MEK/ERK-, PI3K- and JAK2-mediated pathways are independently activated by D816V-KIT and contribute to ligand-independent IL-6 induction. (A and B) Effect of inhibition of MEK/ERK1/2 (U0126), p38 (SB203580) (A) or PI3K pathways (LY294002) (B) on the expression of IL-6 mRNA (left) after treatment for 2 hours (h) and the release of IL-6 into the media (right) by HMC-1.2 cells for 16 h. (C) Effect of the JAK2 inhibitor fedratinib at the indicated concentrations on the expression of IL-6 mRNA (left) and the release of IL-6 into the media (right) by HMC-1.2 cells. (D) Effect of various concentrations of inhibitors for JAK1/2 (ruxolitinib) and JAK3 (tofacitinib) on the expression of IL-6 mRNA by HMC-1.2 cells. (E) Effect of inhibition of MEK/ERK1/2, PI3K or JAK2 on the production of IL-6 by mouse P815 cells after 6 h of incubation. (F) Effect of inhibitors for KIT (KIT-I: dasatinib; 0.5 mM), JAK2 (JAK2-I: fedratinib; 1 mM), PI3K (PI3K-I: LY294002; 10 mM) and MEK/ERK1/2 (ERK-I: U0126; 10 mM) on the phosphorylation of KIT, JAK2, AKT and ERK1/2 in the indicated amino acid residues.

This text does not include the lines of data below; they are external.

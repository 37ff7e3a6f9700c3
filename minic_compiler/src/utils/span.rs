//! Source location tracking for the minic compiler
//!
//! Tokens carry a span so the driver can point at the offending source text
//! when it prints diagnostics. The parser itself reports token-cursor
//! positions; spans are supplementary.
use serde::{Deserialize, Serialize};
use std::fmt;

/// A position in source text with line, column, and byte offset.
#[derive(
    Debug, Clone, Copy, PartialEq, Eq, Hash, PartialOrd, Ord, Default, Serialize, Deserialize,
)]
pub struct Position {
    /// Byte offset from start of input (0-based)
    pub offset: usize,
    /// Line number (1-based)
    pub line: u32,
    /// Column number (1-based)
    pub column: u32,
}

impl Position {
    pub fn new(offset: usize, line: u32, column: u32) -> Self {
        Self {
            offset,
            line,
            column,
        }
    }

    /// Create the starting position (offset 0, line 1, column 1)
    pub fn start() -> Self {
        Self {
            offset: 0,
            line: 1,
            column: 1,
        }
    }

    /// Advance position by one character
    pub fn advance(self, ch: char) -> Self {
        match ch {
            '\n' => Self {
                offset: self.offset + 1,
                line: self.line + 1,
                column: 1,
            },
            _ => Self {
                offset: self.offset + ch.len_utf8(),
                line: self.line,
                column: self.column + 1,
            },
        }
    }

    /// Advance position by a string
    pub fn advance_str(self, s: &str) -> Self {
        s.chars().fold(self, |pos, ch| pos.advance(ch))
    }
}

impl fmt::Display for Position {
    fn fmt(&self, f: &mut fmt::Formatter<'_>) -> fmt::Result {
        write!(f, "{}:{}", self.line, self.column)
    }
}

/// A span of source text from start to end position.
#[derive(Debug, Clone, Copy, PartialEq, Eq, Hash, Default, Serialize, Deserialize)]
pub struct Span {
    /// Start position (inclusive)
    pub start: Position,
    /// End position (exclusive)
    pub end: Position,
}

impl Span {
    pub fn new(start: Position, end: Position) -> Self {
        debug_assert!(
            start.offset <= end.offset,
            "Span start must not be after end"
        );
        Self { start, end }
    }

    pub fn start(&self) -> Position {
        self.start
    }

    pub fn end(&self) -> Position {
        self.end
    }

    /// Merge two spans into one covering both
    pub fn merge(self, other: Self) -> Self {
        let start = if self.start.offset < other.start.offset {
            self.start
        } else {
            other.start
        };

        let end = if self.end.offset > other.end.offset {
            self.end
        } else {
            other.end
        };

        Self { start, end }
    }

    /// Get the byte length of this span
    pub fn len(&self) -> usize {
        self.end.offset - self.start.offset
    }

    pub fn is_empty(&self) -> bool {
        self.start.offset == self.end.offset
    }
}

impl fmt::Display for Span {
    fn fmt(&self, f: &mut fmt::Formatter<'_>) -> fmt::Result {
        if self.start.line == self.end.line {
            write!(
                f,
                "{}:{}-{}",
                self.start.line, self.start.column, self.end.column
            )
        } else {
            write!(f, "{}-{}", self.start, self.end)
        }
    }
}

/// Line index over a source text, used to render diagnostics with context
#[derive(Debug, Clone)]
pub struct SourceMap {
    source: String,
    /// Byte offsets of line starts
    line_starts: Vec<usize>,
}

impl SourceMap {
    pub fn new(source: String) -> Self {
        let mut line_starts = vec![0];
        for (offset, ch) in source.char_indices() {
            if ch == '\n' {
                line_starts.push(offset + 1);
            }
        }
        Self {
            source,
            line_starts,
        }
    }

    /// Get a line of text by line number (1-based)
    pub fn get_line(&self, line_num: u32) -> Option<&str> {
        if line_num == 0 {
            return None;
        }

        let line_idx = (line_num - 1) as usize;
        if line_idx >= self.line_starts.len() {
            return None;
        }

        let start = self.line_starts[line_idx];
        let end = if line_idx + 1 < self.line_starts.len() {
            self.line_starts[line_idx + 1] - 1
        } else {
            self.source.len()
        };

        Some(self.source[start..end].trim_end_matches('\r'))
    }

    /// Format an error message with the offending line underlined
    pub fn format_error(&self, span: &Span, message: &str) -> String {
        let mut result = String::new();

        result.push_str(&format!("error: {}\n", message));
        result.push_str(&format!(
            "  --> {}:{}\n",
            span.start.line, span.start.column
        ));

        if let Some(line) = self.get_line(span.start.line) {
            let line_num_str = format!("{}", span.start.line);
            let padding = " ".repeat(line_num_str.len());

            result.push_str(&format!(" {} |\n", padding));
            result.push_str(&format!("{} | {}\n", line_num_str, line));

            let mut underline = format!(" {} | ", padding);
            for _ in 1..span.start.column {
                underline.push(' ');
            }

            let span_len = if span.start.line == span.end.line {
                (span.end.column - span.start.column) as usize
            } else {
                line.chars().count() + 1 - span.start.column as usize
            };
            underline.push_str(&"^".repeat(span_len.max(1)));

            result.push_str(&underline);
            result.push('\n');
        }

        result
    }
}
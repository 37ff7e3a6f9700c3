use crate::config::runtime::ConfigError;
use crate::file_processor::FileProcessorError;
use crate::logging::{codes, Code, Diagnostic};

/// A finished compilation that recorded at least one diagnostic
#[derive(Debug, Clone, PartialEq, thiserror::Error)]
#[error("Compilation failed with {} error(s)", .diagnostics.len())]
pub struct CompileError {
    pub diagnostics: Vec<Diagnostic>,
}

impl CompileError {
    pub fn new(diagnostics: Vec<Diagnostic>) -> Self {
        Self { diagnostics }
    }

    pub fn error_count(&self) -> usize {
        self.diagnostics.len()
    }

    pub fn error_code(&self) -> Code {
        codes::driver::COMPILATION_FAILED
    }
}

/// Pipeline processing errors
#[derive(Debug, thiserror::Error)]
pub enum PipelineError {
    #[error("File processing failed: {0}")]
    FileProcessing(#[from] FileProcessorError),

    #[error("Configuration error: {0}")]
    Configuration(#[from] ConfigError),

    #[error("{0}")]
    Compile(#[from] CompileError),

    #[error("Failed to write '{path}': {source}")]
    OutputWrite {
        path: String,
        #[source]
        source: std::io::Error,
    },
}

impl PipelineError {
    pub fn output_write(path: &std::path::Path, source: std::io::Error) -> Self {
        Self::OutputWrite {
            path: path.display().to_string(),
            source,
        }
    }

    pub fn error_code(&self) -> Code {
        match self {
            Self::FileProcessing(error) => error.error_code(),
            Self::Configuration(_) => codes::driver::CONFIGURATION_ERROR,
            Self::Compile(error) => error.error_code(),
            Self::OutputWrite { .. } => codes::driver::OUTPUT_WRITE_FAILURE,
        }
    }
}

#[cfg(test)]
mod tests {
    use super::*;

    #[test]
    fn test_compile_error_counts_diagnostics() {
        let error = CompileError::new(vec![
            Diagnostic::new(codes::syntax::UNEXPECTED_TOKEN, "a", 0, None),
            Diagnostic::new(codes::syntax::MISSING_TERMINATOR, "b", 3, None),
        ]);
        assert_eq!(error.error_count(), 2);
        assert_eq!(error.to_string(), "Compilation failed with 2 error(s)");
    }

    #[test]
    fn test_pipeline_error_codes() {
        let missing = PipelineError::from(FileProcessorError::FileNotFound {
            path: "a.c".to_string(),
        });
        assert_eq!(missing.error_code(), codes::file_processing::FILE_NOT_FOUND);

        let compile = PipelineError::from(CompileError::new(Vec::new()));
        assert_eq!(compile.error_code(), codes::driver::COMPILATION_FAILED);

        let write = PipelineError::output_write(
            std::path::Path::new("out.py"),
            std::io::Error::new(std::io::ErrorKind::Other, "disk full"),
        );
        assert_eq!(write.error_code(), codes::driver::OUTPUT_WRITE_FAILURE);
        assert!(write.to_string().contains("out.py"));
    }
}
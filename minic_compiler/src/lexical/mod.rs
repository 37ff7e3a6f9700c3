//! Lexical analysis module
//!
//! Turns source text into a fully materialized `TokenStream` before parsing
//! starts. Narration goes to the compilation's `TraceLog`; the only error
//! (token limit) goes to its `DiagnosticCollector`.

pub mod analyzer;

use crate::logging::{DiagnosticCollector, TraceLog};
use crate::tokens::TokenStream;

pub use analyzer::{LexerError, LexicalAnalyzer, LexicalMetrics};

/// Tokenize source text with a fresh analyzer
pub fn tokenize(
    source: &str,
    trace: &mut TraceLog,
    diagnostics: &mut DiagnosticCollector,
) -> TokenStream {
    LexicalAnalyzer::new().tokenize(source, trace, diagnostics)
}

#[cfg(test)]
mod tests {
    use super::*;

    #[test]
    fn test_tokenize_is_deterministic() {
        let source = "main() { string s = \"a b\"; print(s); }";
        let mut first_trace = TraceLog::new();
        let mut second_trace = TraceLog::new();
        let mut diagnostics = DiagnosticCollector::new();

        let first = tokenize(source, &mut first_trace, &mut diagnostics);
        let second = tokenize(source, &mut second_trace, &mut diagnostics);

        assert_eq!(first.tokens(), second.tokens());
        assert_eq!(first_trace.as_str(), second_trace.as_str());
        assert!(diagnostics.is_empty());
    }
}
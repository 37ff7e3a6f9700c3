//! minic: translates a small C subset into Python
//!
//! The core (`lexical`, `syntax`, `codegen`, `symbols`) is pure and
//! synchronous; each compilation owns its own diagnostics and trace.
//! `pipeline` and `file_processor` wrap it for on-disk use.

// Internal modules
pub mod codegen;
pub mod config;
pub mod file_processor;
pub mod grammar;
pub mod lexical;
#[macro_use]
pub mod logging;
pub mod pipeline;
pub mod symbols;
pub mod syntax;
pub mod tokens;
pub mod utils;

// Re-export key types for library consumers
pub use logging::Diagnostic;
pub use pipeline::{compile, CompileError, Compilation, Compiler, PipelineError};
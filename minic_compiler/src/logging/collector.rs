//! Per-compilation diagnostics sink
//!
//! Every error found while translating one program lands here, in the order
//! it was found. Records are never merged, rewritten or dropped; a compile
//! with at least one record is a failed compile.

use super::codes::{self, Code};
use crate::utils::Span;
use serde::Serialize;
use std::fmt;

/// An error kind that can be recorded as a diagnostic
pub trait DiagnosticSource: fmt::Display {
    fn error_code(&self) -> Code;
}

/// One recorded error
#[derive(Debug, Clone, PartialEq, Serialize)]
pub struct Diagnostic {
    pub code: Code,
    pub category: &'static str,
    pub message: String,
    /// Token cursor position when the error was recorded
    pub position: usize,
    /// Source span of the offending token, when one exists
    pub span: Option<Span>,
}

impl Diagnostic {
    pub fn new(code: Code, message: impl Into<String>, position: usize, span: Option<Span>) -> Self {
        Self {
            code,
            category: codes::get_category(code.as_str()),
            message: message.into(),
            position,
            span,
        }
    }

    pub fn description(&self) -> &'static str {
        codes::get_description(self.code.as_str())
    }

    pub fn recommended_action(&self) -> &'static str {
        codes::get_action(self.code.as_str())
    }
}

impl fmt::Display for Diagnostic {
    fn fmt(&self, f: &mut fmt::Formatter<'_>) -> fmt::Result {
        write!(f, "error[{}]: {} (token {}", self.code, self.message, self.position)?;
        if let Some(span) = &self.span {
            write!(f, ", line {}", span.start)?;
        }
        write!(f, ")")
    }
}

/// Ordered accumulator of diagnostics for one compilation
#[derive(Debug, Clone, Default)]
pub struct DiagnosticCollector {
    diagnostics: Vec<Diagnostic>,
}

impl DiagnosticCollector {
    pub fn new() -> Self {
        Self::default()
    }

    /// Record an error at the given cursor position
    pub fn add_error<E: DiagnosticSource>(&mut self, error: &E, position: usize, span: Option<Span>) {
        self.diagnostics.push(Diagnostic::new(
            error.error_code(),
            error.to_string(),
            position,
            span,
        ));
    }

    pub fn diagnostics(&self) -> &[Diagnostic] {
        &self.diagnostics
    }

    pub fn into_diagnostics(self) -> Vec<Diagnostic> {
        self.diagnostics
    }

    pub fn len(&self) -> usize {
        self.diagnostics.len()
    }

    pub fn is_empty(&self) -> bool {
        self.diagnostics.is_empty()
    }

    pub fn has_errors(&self) -> bool {
        !self.diagnostics.is_empty()
    }

    pub fn count_with_code(&self, code: Code) -> usize {
        self.diagnostics.iter().filter(|d| d.code == code).count()
    }
}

Inhibitors were incubated for 2 h in serum-free medium. Numbers under each phosphorylated band are Standard Error of Mean (SEM) of at least three experiments and represent fold changes in the relative band fluorescence (normalized to the corresponding total expression) compared to untreated cells. Relative expression of IL-6 mRNA was obtained by comparing to the expression of GAPDH using the DCt method and the results were expressed as fold change compared to untreated cells. Data represent the mean±SEM and are from three independent experiments. **P<0.01, ***P<0.001 and ****P<0.0001.